A Python package to create XForms for ODK Collect.
BSD 2-Clause "Simplified" License
77 stars 134 forks source link

603: (secondary instances) fix or_other + translations + group or repeat #650

Closed lindsay-stevens closed 10 months ago

lindsay-stevens commented 10 months ago

Closes #649 Resolves issue mentioned here.

In _create_section_from_dict, the context is the nearest "section", which can be a survey, group, or repeat. When it's not the survey, the survey-level choices dict isn't directly available. So this is now tracked by the builder as a class-level object.

Why is this the best possible solution? Were any other approaches considered?

It fixes the error, while avoiding changing the API for SurveyElementBuilder, which is exposed at the top level __init__.py. An alternative to using a class-level variable would be to pass the survey dict around, but that would change the API.

What are the regression risks?

Maybe if library users use a SurveyElementBuilder instance in a weird way (like re-using an instance for multiple surveys, or directly calling private/underscored methods), it might produce odd results. But the main entry point for using this class is create_survey_element_from_dict, and the survey's choices dict is copied/written back in that function.

Does this change require updates to documentation? If so, please file an issue here and include the link below.

No, but I think fully deprecating or_other should happen at some point, since:

Similarly, this fix required code specific to "loops" which are a type of group, and it appears to be an undocumented feature - if it is deprecated then all code for it should be removed.

Before submitting this PR, please make sure you have:

lognaturel commented 10 months ago

Ah, very interesting.

it has significant drawbacks when used with translations (you get English "Other" or nothing "-")

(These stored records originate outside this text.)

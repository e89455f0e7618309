//! Property-based tests for the decision rule and state abstraction.

use proptest::prelude::*;

use higher_lower::{first_right, guess_first, optimal_guess, renumber, Guess, Solver, State};

/// Strategy: a deck size with an up rank and a distinct down rank.
fn up_down_strategy() -> impl Strategy<Value = (usize, usize, usize)> {
    (2..60usize).prop_flat_map(|n| (Just(n), 0..n, 0..n - 1)).prop_map(|(n, up, d)| {
        // Skip over `up` so the down rank is always distinct.
        let down = if d >= up { d + 1 } else { d };
        (n, up, down)
    })
}

proptest! {
    // 1. Renumbered ranks stay inside the smaller deck
    #[test]
    fn renumber_stays_in_range((n, up, down) in up_down_strategy()) {
        prop_assert!(renumber(down, up) < n - 1);
    }

    // 2. Renumbering equals re-ranking the remaining cards
    #[test]
    fn renumber_equals_resorting((n, up, down) in up_down_strategy()) {
        let mut remaining: Vec<usize> = (0..n).filter(|&card| card != up).collect();
        remaining.sort_unstable();
        let position = remaining.iter().position(|&card| card == down).unwrap();
        prop_assert_eq!(renumber(down, up), position);
    }

    // 3. The abstract rule agrees with the concrete one away from ties
    #[test]
    fn first_right_matches_guess_first((n, up, down) in up_down_strategy()) {
        prop_assume!(2 * up + 1 != n);
        let mut cards = vec![up, down];
        cards.extend((0..n).filter(|&card| card != up && card != down));
        prop_assert_eq!(first_right(up, down, n), guess_first(&cards).unwrap());
    }

    // 4. Only the up card's rank matters, not the card values
    #[test]
    fn state_ignores_card_values(
        values in prop::collection::btree_set(-1000i64..1000, 1..20),
        pick in any::<prop::sample::Index>(),
    ) {
        let mut cards: Vec<i64> = values.into_iter().collect();
        let up_index = pick.index(cards.len());
        cards.swap(0, up_index);
        let state = State::from_cards(&cards).unwrap();
        prop_assert_eq!(state.up(), up_index);
        prop_assert_eq!(state.n(), cards.len());
    }

    // 5. The number of correct down cards matches the guess direction
    #[test]
    fn right_count_matches_guess_direction((n, up, _down) in up_down_strategy()) {
        let right = (0..n).filter(|&d| d != up && first_right(up, d, n)).count();
        let expected = match optimal_guess(State::new(up, n).unwrap()) {
            Guess::Higher => n - 1 - up,
            Guess::Lower => up,
        };
        prop_assert_eq!(right, expected);
    }

    // 6. Probabilities stay in [0, 1]
    #[test]
    fn p_given_is_a_probability((n, up, _down) in up_down_strategy()) {
        let p = Solver::new().p_given(State::new(up, n).unwrap());
        prop_assert!((0.0..=1.0).contains(&p));
    }
}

~You don't always get -?~ Confirmed it's always in English.

Did you consider throwing an error in this case and saying or_other is not supported for multi-language forms? That could link to https://xlsform.org/en/#relevant where there's an example of using relevance to get the same behavior. That might be the more helpful option for users but let me know if you think I'm missing a reason that user would want to do this.

this fix required code specific to "loops" which are a type of group, and it appears to be an undocumented feature

Yikes! I'd always assumed that loop was an alias for repeat so I never looked into it. No, it's its own thing which injects a group for each member of a static list. Clever. I don't think it's every been documented and I can't find any evidence of its use. It definitely solves a real problem. Without it, you have to either build all the groups manually or use a repeat which can complicate analysis. This lead me to also notice include which we had been talking about. Turns out it already exists! So now we have two undocumented features to consider for deprecation or documentation.

lindsay-stevens commented 10 months ago

@lognaturel The default language gets Other, and any other language gets - for choices, and a non-itext Specify other. for the input label. That should reliably be the case, since there's XPath assertions for this behaviour in the or_other tests in test_translations.TestTranslationsChoices.

This PR is a bug fix because it's restoring previous functionality that was broken during the secondary instances PR - it's not an intentional deprecation. So throwing an error didn't seem right since a deprecation should have some kind of notice ahead of release. Similarly, adding a warning is sort of a new feature.

If you prefer to keep or_other for a while (say, the next 12 months at least), then adding a warning would probably be helpful. In that case, could you please let me know a preferred wording, and whether it should be per-row or once per form? If possible, I think once per form would be less spammy e.g.

This form uses or_other with translations, which is not recommended. It will generate in an untranslated input question label and choice label for "other". Learn more: https://xlsform.org/en/#specify-other

lognaturel commented 10 months ago

The default language gets Other, and any other language gets - for choices

I checked the user form on Enketo and got “Other” for every language, I’m pretty sure. I guess it doesn’t matter, it’s bad either way.

a bug fix because it's restoring previous functionality that was broken

True. My thinking is that it’s such a bad result that we really should have been erroring out before. That said, I’m ok with a once-per-form warning with your suggested text.

lindsay-stevens commented 10 months ago

@lognaturel I added a once-per-form warning when using or_other and translations together. The or_other usage is detected when at least one question uses a it. Translations are detected in the same way as the existing missing translations check (column names from survey or choices), and the or_other check won't fire if the only "language" is the internal default language.

To avoid additional processing overhead, the missing translations check code was refactored so that the translation detection result could be re-used for the or_other check (and other checks in future).

lognaturel commented 10 months ago

Thank you! I noticed #653 when reviewing but it's not directly related to this PR so we can discuss separately.